• TASK TO COMPLETE: Look through the entries below and return all lines including the word "shared".

Collected data:
========
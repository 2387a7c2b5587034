//! Section-scoped partial updates on a question's owned sub-entities.
//!
//! Every service here guards on question existence first, validates the
//! section-specific invariants, and delegates a single transactional write.
//! Image contents in the returned sub-resource are signed before projection.

use std::collections::HashSet;
use std::sync::Arc;

use tracing::error;

use crate::domain::content::{Content, ContentDraft, normalize_text};
use crate::domain::error::Error;
use crate::domain::hash::question_fingerprint;
use crate::domain::ports::{QuestionRepository, SourceRepository};
use crate::domain::question::{Choice, ChoiceUpdate, CitationUpdate, ContentUpdate, Solution};
use crate::domain::question_service::{
    map_read_error, map_source_error, map_write_error,
};
use crate::domain::signing::ImageReferenceResolver;
use crate::domain::validation::{
    ensure_all_found, validate_choice_contents_against_siblings,
    validate_remaining_correct_choice, validate_strict_ordering,
};

/// Existence guard shared by the section services.
#[derive(Clone)]
pub struct QuestionGuard {
    repository: Arc<dyn QuestionRepository>,
}

impl QuestionGuard {
    /// Create a guard over the question repository.
    pub fn new(repository: Arc<dyn QuestionRepository>) -> Self {
        Self { repository }
    }

    /// Fail with `resource_not_found` before any section work when the
    /// question is absent.
    pub async fn ensure_exists(&self, question_id: i32) -> Result<(), Error> {
        let exists = self
            .repository
            .exists(question_id)
            .await
            .map_err(map_read_error)?;
        if !exists {
            return Err(Error::resource_not_found(format!(
                "question {question_id} not found"
            )));
        }
        Ok(())
    }
}

/// Partial updates of statement content blocks.
#[derive(Clone)]
pub struct ContentSectionService {
    repository: Arc<dyn QuestionRepository>,
    guard: QuestionGuard,
    resolver: ImageReferenceResolver,
}

impl ContentSectionService {
    /// Compose the service from its collaborators.
    pub fn new(
        repository: Arc<dyn QuestionRepository>,
        guard: QuestionGuard,
        resolver: ImageReferenceResolver,
    ) -> Self {
        Self {
            repository,
            guard,
            resolver,
        }
    }

    /// Apply a partial update to one content block.
    ///
    /// The question fingerprint depends on the content list, so it is
    /// recomputed over the post-update list and persisted in the same
    /// transaction as the block itself.
    pub async fn update_content(
        &self,
        question_id: i32,
        content_id: i32,
        update: ContentUpdate,
    ) -> Result<Content, Error> {
        self.guard.ensure_exists(question_id).await?;

        let existing = self
            .repository
            .find_content(question_id, content_id)
            .await
            .map_err(map_read_error)?;
        if existing.is_none() {
            return Err(Error::resource_not_found(format!(
                "content {content_id} not found in question {question_id}"
            )));
        }

        let mut contents = self
            .repository
            .list_contents(question_id)
            .await
            .map_err(map_read_error)?;
        for content in &mut contents {
            if content.id != content_id {
                continue;
            }
            if let Some(kind) = update.kind {
                content.kind = kind;
            }
            if let Some(value) = &update.value {
                content.value = value.clone();
            }
            if let Some(order) = update.order {
                content.order = order;
            }
            if let Some(label) = &update.label {
                content.label = Some(label.clone());
            }
            break;
        }

        let question_hash = question_fingerprint(&contents);

        let mut updated = self
            .repository
            .update_content(question_id, content_id, update, &question_hash)
            .await
            .map_err(|err| {
                error!(question_id, content_id, error = %err, "content update failed");
                map_write_error(err)
            })?;

        self.resolver
            .resolve_contents(std::slice::from_mut(&mut updated))
            .await?;
        Ok(updated)
    }
}

/// Partial updates of choices, preserving the correctness invariants.
#[derive(Clone)]
pub struct ChoiceSectionService {
    repository: Arc<dyn QuestionRepository>,
    guard: QuestionGuard,
    resolver: ImageReferenceResolver,
}

impl ChoiceSectionService {
    /// Compose the service from its collaborators.
    pub fn new(
        repository: Arc<dyn QuestionRepository>,
        guard: QuestionGuard,
        resolver: ImageReferenceResolver,
    ) -> Self {
        Self {
            repository,
            guard,
            resolver,
        }
    }

    /// Apply a partial update to one choice.
    ///
    /// Demoting the question's last correct choice is rejected; marking a
    /// choice correct demotes all siblings in the same transaction. The
    /// correctness check is read-then-write within that transaction's
    /// request, with no row lock: two simultaneous updates of the same
    /// question's choices can race (a known, documented limitation).
    pub async fn update_choice(
        &self,
        question_id: i32,
        choice_id: i32,
        update: ChoiceUpdate,
    ) -> Result<Choice, Error> {
        self.guard.ensure_exists(question_id).await?;

        let existing = self
            .repository
            .find_choice(question_id, choice_id)
            .await
            .map_err(map_read_error)?
            .ok_or_else(|| {
                Error::resource_not_found(format!(
                    "choice {choice_id} not found in question {question_id}"
                ))
            })?;

        if let Some(contents) = &update.contents {
            validate_strict_ordering(contents, "choice contents")?;
            let sibling_values = self
                .repository
                .choice_text_values_excluding(question_id, choice_id)
                .await
                .map_err(map_read_error)?;
            let normalised: HashSet<String> = sibling_values
                .iter()
                .map(|value| normalize_text(value))
                .collect();
            validate_choice_contents_against_siblings(contents, &normalised)?;
        }

        if update.is_correct == Some(false) && existing.is_correct {
            let remaining = self
                .repository
                .correct_choices_excluding(question_id, choice_id)
                .await
                .map_err(map_read_error)?;
            validate_remaining_correct_choice(remaining)?;
        }

        let demote_others = update.is_correct == Some(true);
        let mut updated = self
            .repository
            .update_choice(question_id, choice_id, update, demote_others)
            .await
            .map_err(|err| {
                error!(question_id, choice_id, error = %err, "choice update failed");
                map_write_error(err)
            })?;

        self.resolver.resolve_contents(&mut updated.contents).await?;
        Ok(updated)
    }
}

/// Wholesale replacement of a solution's content list.
#[derive(Clone)]
pub struct SolutionSectionService {
    repository: Arc<dyn QuestionRepository>,
    guard: QuestionGuard,
    resolver: ImageReferenceResolver,
}

impl SolutionSectionService {
    /// Compose the service from its collaborators.
    pub fn new(
        repository: Arc<dyn QuestionRepository>,
        guard: QuestionGuard,
        resolver: ImageReferenceResolver,
    ) -> Self {
        Self {
            repository,
            guard,
            resolver,
        }
    }

    /// Replace the solution's contents wholesale and return the result with
    /// image references signed.
    pub async fn update_solution(
        &self,
        question_id: i32,
        solution_id: i32,
        contents: Vec<ContentDraft>,
    ) -> Result<Solution, Error> {
        self.guard.ensure_exists(question_id).await?;

        if contents.is_empty() {
            return Err(Error::invalid_request(
                "a solution needs at least one content block",
            ));
        }
        validate_strict_ordering(&contents, "solution contents")?;

        let existing = self
            .repository
            .find_solution(question_id, solution_id)
            .await
            .map_err(map_read_error)?;
        if existing.is_none() {
            return Err(Error::resource_not_found(format!(
                "solution {solution_id} not found in question {question_id}"
            )));
        }

        let mut updated = self
            .repository
            .replace_solution_contents(question_id, solution_id, &contents)
            .await
            .map_err(|err| {
                error!(question_id, solution_id, error = %err, "solution update failed");
                map_write_error(err)
            })?;

        self.resolver.resolve_contents(&mut updated.contents).await?;
        Ok(updated)
    }
}

/// Partial updates of source citations.
#[derive(Clone)]
pub struct CitationSectionService {
    repository: Arc<dyn QuestionRepository>,
    sources: Arc<dyn SourceRepository>,
    guard: QuestionGuard,
}

impl CitationSectionService {
    /// Compose the service from its collaborators.
    pub fn new(
        repository: Arc<dyn QuestionRepository>,
        sources: Arc<dyn SourceRepository>,
        guard: QuestionGuard,
    ) -> Self {
        Self {
            repository,
            sources,
            guard,
        }
    }

    /// Apply a partial update to one citation. A new source id must name an
    /// existing source.
    pub async fn update_citation(
        &self,
        question_id: i32,
        citation_id: i32,
        update: CitationUpdate,
    ) -> Result<(), Error> {
        self.guard.ensure_exists(question_id).await?;

        let existing = self
            .repository
            .find_citation(question_id, citation_id)
            .await
            .map_err(map_read_error)?;
        if existing.is_none() {
            return Err(Error::resource_not_found(format!(
                "citation {citation_id} not found in question {question_id}"
            )));
        }

        if let Some(page) = update.page
            && page < 1
        {
            return Err(Error::invalid_request("page must be positive"));
        }

        if let Some(source_id) = update.source_id {
            let found = self
                .sources
                .find_by_ids(&[source_id])
                .await
                .map_err(map_source_error)?;
            ensure_all_found(
                &[source_id],
                found.iter().map(|source| source.id),
                "source",
            )?;
        }

        self.repository
            .update_citation(question_id, citation_id, update)
            .await
            .map_err(|err| {
                error!(question_id, citation_id, error = %err, "citation update failed");
                map_write_error(err)
            })
    }
}
async fn insert_aggregate(
    conn: &mut AsyncPgConnection,
    aggregate: &QuestionAggregate,
) -> Result<Question, diesel::result::Error> {
    let root: QuestionRow = diesel::insert_into(questions::table)
        .values(&NewQuestionRow {
            question_hash: &aggregate.question_hash,
            question_type_id: aggregate.question_type_id,
            subtopic_id: aggregate.subtopic_id,
            difficulty_id: aggregate.difficulty_id,
        })
        .returning(QuestionRow::as_returning())
        .get_result(conn)
        .await?;

    let contents = insert_content_blocks(conn, root.id, &aggregate.contents).await?;

    let mut stored_choices = Vec::with_capacity(aggregate.choices.len());
    for choice in &aggregate.choices {
        let row: ChoiceRow = diesel::insert_into(choices::table)
            .values(&NewChoiceRow {
                question_id: root.id,
                label: &choice.label,
                is_correct: choice.is_correct,
            })
            .returning(ChoiceRow::as_returning())
            .get_result(conn)
            .await?;
        let choice_contents = insert_choice_contents(conn, row.id, &choice.contents).await?;
        stored_choices.push(Choice {
            id: row.id,
            label: row.label,
            is_correct: row.is_correct,
            contents: choice_contents,
        });
    }

    let mut stored_solutions = Vec::with_capacity(aggregate.solutions.len());
    for solution in &aggregate.solutions {
        let row: SolutionRow = diesel::insert_into(solutions::table)
            .values(&NewSolutionRow {
                question_id: root.id,
            })
            .returning(SolutionRow::as_returning())
            .get_result(conn)
            .await?;
        let solution_contents = insert_solution_contents(conn, row.id, &solution.contents).await?;
        stored_solutions.push(Solution {
            id: row.id,
            contents: solution_contents,
        });
    }

    let mut stored_citations = Vec::with_capacity(aggregate.citations.len());
    for citation in &aggregate.citations {
        let row: QuestionSourceRow = diesel::insert_into(question_sources::table)
            .values(&NewQuestionSourceRow {
                question_id: root.id,
                source_id: citation.source_id,
                page: citation.page,
            })
            .returning(QuestionSourceRow::as_returning())
            .get_result(conn)
            .await?;
        let source = aggregate
            .sources
            .iter()
            .find(|source| source.id == citation.source_id)
            .cloned()
            .ok_or_else(|| {
                conversion_error(format!("source {} missing from aggregate", citation.source_id))
            })?;
        stored_citations.push(SourceCitation {
            id: row.id,
            page: row.page,
            source,
        });
    }

    if !aggregate.areas.is_empty() {
        let links: Vec<QuestionAreaRow> = aggregate
            .areas
            .iter()
            .map(|area| QuestionAreaRow {
                question_id: root.id,
                area_id: area.id,
            })
            .collect();
        diesel::insert_into(question_areas::table)
            .values(&links)
            .execute(conn)
            .await?;
    }

    Ok(Question {
        id: root.id,
        question_hash: root.question_hash,
        question_type_id: root.question_type_id,
        subtopic_id: root.subtopic_id,
        difficulty_id: root.difficulty_id,
        contents,
        choices: stored_choices,
        solutions: stored_solutions,
        citations: stored_citations,
        areas: aggregate.areas.clone(),
    })
}
//! Port for the short-lived pagination count cache.
//!
//! The cache is the only process-wide shared state in the system. It is an
//! injected collaborator with explicit operations and a TTL, never a global
//! singleton; entries expire on their own and invalidation on write is
//! best effort.

use std::time::Duration;

use async_trait::async_trait;

use super::macros::define_port_error;

/// Cache key for the question collection total.
pub const QUESTIONS_TOTAL_COUNT: &str = "questions:total_count";

/// Default entry lifetime.
pub const COUNT_TTL: Duration = Duration::from_secs(300);

define_port_error! {
    /// Errors raised by count-cache adapters.
    pub enum CountCacheError {
        /// The cache backend failed or was unreachable.
        Backend { message: String } =>
            "count cache backend error: {message}",
    }
}

/// Port for caching per-entity-kind collection totals.
#[cfg_attr(test, mockall::automock)]
#[async_trait]
pub trait CountCache: Send + Sync {
    /// Read a cached total; `None` on miss or expiry.
    async fn get(&self, key: &str) -> Result<Option<u64>, CountCacheError>;

    /// Store a total with the given lifetime.
    async fn set(&self, key: &str, value: u64, ttl: Duration) -> Result<(), CountCacheError>;

    /// Drop a cached total after a create or delete of that entity kind.
    async fn invalidate(&self, key: &str) -> Result<(), CountCacheError>;
}

/// Cache double that never hits, for tests and cache-less boots.
#[derive(Debug, Clone, Copy, Default)]
pub struct NoOpCountCache;

#[async_trait]
impl CountCache for NoOpCountCache {
    async fn get(&self, _key: &str) -> Result<Option<u64>, CountCacheError> {
        Ok(None)
    }

    async fn set(&self, _key: &str, _value: u64, _ttl: Duration) -> Result<(), CountCacheError> {
        Ok(())
    }

    async fn invalidate(&self, _key: &str) -> Result<(), CountCacheError> {
        Ok(())
    }
}

#[cfg(test)]
mod tests {
    //! Regression coverage for this module.

    use rstest::rstest;

    use super::*;

    #[rstest]
    #[tokio::test]
    async fn noop_cache_always_misses() {
        let cache = NoOpCountCache;
        cache
            .set(QUESTIONS_TOTAL_COUNT, 42, COUNT_TTL)
            .await
            .expect("set succeeds");
        let cached = cache.get(QUESTIONS_TOTAL_COUNT).await.expect("get succeeds");
        assert!(cached.is_none(), "no-op cache should always miss");
    }

    #[rstest]
    fn backend_error_formats_message() {
        let err = CountCacheError::backend("connection refused");
        assert!(err.to_string().contains("connection refused"));
    }
}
========
• WRITTEN ANSWER:
/// Existence guard shared by the section services.
//! The cache is the only process-wide shared state in the system. It is an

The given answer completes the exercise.